### [Problem details]
Write the listing below out again exactly, though only as far as the line with "read the package-level", which is included.

Top of Information

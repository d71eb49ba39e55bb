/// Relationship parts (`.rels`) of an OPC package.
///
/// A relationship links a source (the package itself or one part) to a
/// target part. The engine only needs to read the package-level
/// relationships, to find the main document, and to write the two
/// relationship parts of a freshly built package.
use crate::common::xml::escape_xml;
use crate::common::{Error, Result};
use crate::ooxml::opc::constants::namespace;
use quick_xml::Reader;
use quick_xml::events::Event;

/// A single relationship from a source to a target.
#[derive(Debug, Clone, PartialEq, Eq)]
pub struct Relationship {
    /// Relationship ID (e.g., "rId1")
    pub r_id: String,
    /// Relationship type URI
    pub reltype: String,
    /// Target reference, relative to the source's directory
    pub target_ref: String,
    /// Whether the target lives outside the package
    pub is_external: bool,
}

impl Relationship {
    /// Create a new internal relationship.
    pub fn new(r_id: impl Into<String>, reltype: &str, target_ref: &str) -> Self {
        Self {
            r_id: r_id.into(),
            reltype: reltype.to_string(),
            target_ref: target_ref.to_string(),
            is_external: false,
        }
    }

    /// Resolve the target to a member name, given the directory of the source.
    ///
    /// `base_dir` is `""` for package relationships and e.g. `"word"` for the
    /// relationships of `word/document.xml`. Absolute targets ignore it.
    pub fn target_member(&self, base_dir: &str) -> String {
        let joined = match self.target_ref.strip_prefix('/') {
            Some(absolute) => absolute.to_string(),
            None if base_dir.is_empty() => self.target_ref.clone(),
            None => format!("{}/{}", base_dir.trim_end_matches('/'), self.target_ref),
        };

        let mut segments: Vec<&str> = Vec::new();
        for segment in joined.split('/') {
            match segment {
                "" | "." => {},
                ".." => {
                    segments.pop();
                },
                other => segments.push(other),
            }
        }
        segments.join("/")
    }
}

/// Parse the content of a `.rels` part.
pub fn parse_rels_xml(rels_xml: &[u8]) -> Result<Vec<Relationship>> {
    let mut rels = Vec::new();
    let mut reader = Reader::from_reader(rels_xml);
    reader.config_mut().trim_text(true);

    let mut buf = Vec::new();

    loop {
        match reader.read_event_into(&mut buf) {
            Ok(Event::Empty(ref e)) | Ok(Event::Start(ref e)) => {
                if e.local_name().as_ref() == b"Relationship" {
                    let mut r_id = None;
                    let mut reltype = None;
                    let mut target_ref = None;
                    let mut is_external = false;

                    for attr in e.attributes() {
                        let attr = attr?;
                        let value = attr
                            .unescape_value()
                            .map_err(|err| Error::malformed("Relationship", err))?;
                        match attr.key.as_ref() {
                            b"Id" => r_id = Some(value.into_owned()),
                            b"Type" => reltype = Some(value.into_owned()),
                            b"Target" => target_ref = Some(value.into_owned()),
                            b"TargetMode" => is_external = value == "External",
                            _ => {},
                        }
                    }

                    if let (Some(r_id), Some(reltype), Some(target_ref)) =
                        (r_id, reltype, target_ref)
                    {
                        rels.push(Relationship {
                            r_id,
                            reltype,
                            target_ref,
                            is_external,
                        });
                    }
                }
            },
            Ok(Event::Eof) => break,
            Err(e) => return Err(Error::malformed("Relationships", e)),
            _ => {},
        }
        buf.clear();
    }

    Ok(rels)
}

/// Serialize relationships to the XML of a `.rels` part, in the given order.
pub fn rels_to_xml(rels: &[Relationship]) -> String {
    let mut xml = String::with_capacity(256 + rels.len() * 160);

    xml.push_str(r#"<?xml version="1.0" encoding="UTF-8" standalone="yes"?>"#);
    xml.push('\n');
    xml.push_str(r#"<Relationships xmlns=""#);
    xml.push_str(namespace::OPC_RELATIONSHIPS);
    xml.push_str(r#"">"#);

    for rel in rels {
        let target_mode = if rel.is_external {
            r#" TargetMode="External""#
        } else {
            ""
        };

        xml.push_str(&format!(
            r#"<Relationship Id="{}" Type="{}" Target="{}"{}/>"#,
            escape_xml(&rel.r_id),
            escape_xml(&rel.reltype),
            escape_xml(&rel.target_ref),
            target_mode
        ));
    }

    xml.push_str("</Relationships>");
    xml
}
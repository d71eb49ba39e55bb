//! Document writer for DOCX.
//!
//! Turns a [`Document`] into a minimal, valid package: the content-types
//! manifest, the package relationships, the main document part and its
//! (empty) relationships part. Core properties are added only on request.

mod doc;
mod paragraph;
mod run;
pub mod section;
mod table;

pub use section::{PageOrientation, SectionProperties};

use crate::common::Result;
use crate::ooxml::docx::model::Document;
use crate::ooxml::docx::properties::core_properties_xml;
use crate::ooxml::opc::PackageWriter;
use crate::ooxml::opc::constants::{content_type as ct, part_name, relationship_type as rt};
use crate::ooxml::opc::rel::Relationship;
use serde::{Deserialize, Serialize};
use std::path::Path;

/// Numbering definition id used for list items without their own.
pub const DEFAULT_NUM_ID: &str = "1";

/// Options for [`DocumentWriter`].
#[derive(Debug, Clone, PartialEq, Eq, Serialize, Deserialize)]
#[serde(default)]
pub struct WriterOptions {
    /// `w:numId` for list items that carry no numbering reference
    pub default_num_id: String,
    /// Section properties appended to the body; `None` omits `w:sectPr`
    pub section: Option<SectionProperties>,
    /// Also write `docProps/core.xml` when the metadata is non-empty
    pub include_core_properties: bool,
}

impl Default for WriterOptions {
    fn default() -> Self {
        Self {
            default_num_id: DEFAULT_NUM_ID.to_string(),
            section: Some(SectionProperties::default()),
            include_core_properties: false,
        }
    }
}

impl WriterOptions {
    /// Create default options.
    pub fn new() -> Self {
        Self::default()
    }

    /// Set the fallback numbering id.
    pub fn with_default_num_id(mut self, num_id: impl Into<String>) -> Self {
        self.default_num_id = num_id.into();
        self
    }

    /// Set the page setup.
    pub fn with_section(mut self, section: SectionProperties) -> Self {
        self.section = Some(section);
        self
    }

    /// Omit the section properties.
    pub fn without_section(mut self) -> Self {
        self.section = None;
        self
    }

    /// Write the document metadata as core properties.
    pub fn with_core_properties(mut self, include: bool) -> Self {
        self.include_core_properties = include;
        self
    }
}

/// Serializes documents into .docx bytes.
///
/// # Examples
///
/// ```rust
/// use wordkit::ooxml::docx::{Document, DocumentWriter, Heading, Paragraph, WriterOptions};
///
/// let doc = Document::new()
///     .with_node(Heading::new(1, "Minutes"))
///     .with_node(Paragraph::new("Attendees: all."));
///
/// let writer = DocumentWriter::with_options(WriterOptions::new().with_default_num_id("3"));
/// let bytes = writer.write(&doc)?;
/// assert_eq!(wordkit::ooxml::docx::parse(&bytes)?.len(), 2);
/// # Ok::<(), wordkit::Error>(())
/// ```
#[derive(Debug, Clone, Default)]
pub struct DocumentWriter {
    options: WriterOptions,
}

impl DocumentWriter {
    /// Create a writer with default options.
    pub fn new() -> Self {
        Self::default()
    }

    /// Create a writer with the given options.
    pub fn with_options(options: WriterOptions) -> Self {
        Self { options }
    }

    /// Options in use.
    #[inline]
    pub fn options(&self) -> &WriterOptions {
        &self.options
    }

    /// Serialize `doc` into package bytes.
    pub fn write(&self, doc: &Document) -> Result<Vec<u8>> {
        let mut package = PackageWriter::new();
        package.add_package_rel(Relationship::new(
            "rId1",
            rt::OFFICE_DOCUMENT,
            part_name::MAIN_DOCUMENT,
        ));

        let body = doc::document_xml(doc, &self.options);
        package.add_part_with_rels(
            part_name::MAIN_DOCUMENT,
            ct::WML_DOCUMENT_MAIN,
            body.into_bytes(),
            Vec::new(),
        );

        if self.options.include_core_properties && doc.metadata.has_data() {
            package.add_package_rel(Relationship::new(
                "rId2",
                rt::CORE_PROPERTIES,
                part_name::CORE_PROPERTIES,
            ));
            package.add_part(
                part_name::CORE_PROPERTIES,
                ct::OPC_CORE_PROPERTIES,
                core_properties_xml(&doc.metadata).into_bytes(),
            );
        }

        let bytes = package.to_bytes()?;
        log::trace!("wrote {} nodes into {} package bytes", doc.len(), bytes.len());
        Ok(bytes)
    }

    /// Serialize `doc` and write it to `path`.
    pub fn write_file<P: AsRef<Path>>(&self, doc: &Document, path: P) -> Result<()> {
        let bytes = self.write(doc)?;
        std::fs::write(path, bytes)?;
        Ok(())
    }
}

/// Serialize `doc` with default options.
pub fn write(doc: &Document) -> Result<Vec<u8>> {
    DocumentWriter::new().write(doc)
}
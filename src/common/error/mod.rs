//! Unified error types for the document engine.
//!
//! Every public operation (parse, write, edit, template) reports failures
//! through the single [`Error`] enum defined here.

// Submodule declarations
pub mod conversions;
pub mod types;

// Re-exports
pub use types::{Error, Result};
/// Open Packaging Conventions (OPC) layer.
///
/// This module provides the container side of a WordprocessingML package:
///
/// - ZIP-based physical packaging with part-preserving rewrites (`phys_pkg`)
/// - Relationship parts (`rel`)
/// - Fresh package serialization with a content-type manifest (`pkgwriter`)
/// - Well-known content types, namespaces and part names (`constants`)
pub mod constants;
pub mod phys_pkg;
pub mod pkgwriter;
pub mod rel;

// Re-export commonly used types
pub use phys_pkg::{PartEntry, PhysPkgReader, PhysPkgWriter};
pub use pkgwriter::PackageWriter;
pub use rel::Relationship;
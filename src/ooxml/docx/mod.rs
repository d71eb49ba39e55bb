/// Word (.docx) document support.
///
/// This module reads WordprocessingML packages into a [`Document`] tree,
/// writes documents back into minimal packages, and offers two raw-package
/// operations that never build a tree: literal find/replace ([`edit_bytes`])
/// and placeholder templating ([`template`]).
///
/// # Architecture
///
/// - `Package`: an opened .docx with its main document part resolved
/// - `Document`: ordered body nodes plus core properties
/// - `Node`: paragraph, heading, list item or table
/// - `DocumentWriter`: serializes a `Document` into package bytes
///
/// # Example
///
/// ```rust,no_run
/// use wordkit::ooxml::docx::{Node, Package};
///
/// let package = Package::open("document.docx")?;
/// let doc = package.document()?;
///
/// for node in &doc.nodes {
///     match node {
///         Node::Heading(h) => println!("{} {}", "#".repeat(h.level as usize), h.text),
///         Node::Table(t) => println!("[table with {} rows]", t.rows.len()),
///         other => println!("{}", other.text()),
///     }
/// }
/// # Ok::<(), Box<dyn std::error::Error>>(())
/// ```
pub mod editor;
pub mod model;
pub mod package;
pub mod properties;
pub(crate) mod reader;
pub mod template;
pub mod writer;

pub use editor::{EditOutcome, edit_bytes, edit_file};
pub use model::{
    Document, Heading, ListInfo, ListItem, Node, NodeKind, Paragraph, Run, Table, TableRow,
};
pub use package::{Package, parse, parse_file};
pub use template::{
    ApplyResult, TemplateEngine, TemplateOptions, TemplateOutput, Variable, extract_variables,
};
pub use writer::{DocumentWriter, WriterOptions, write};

Bottom of Information

### [Task answer]
repository d71eb49ba39e55bb
/// Relationship parts (`.rels`) of an OPC package.
///
/// A relationship links a source (the package itself or one part) to a
/// target part. The engine only needs to read the package-level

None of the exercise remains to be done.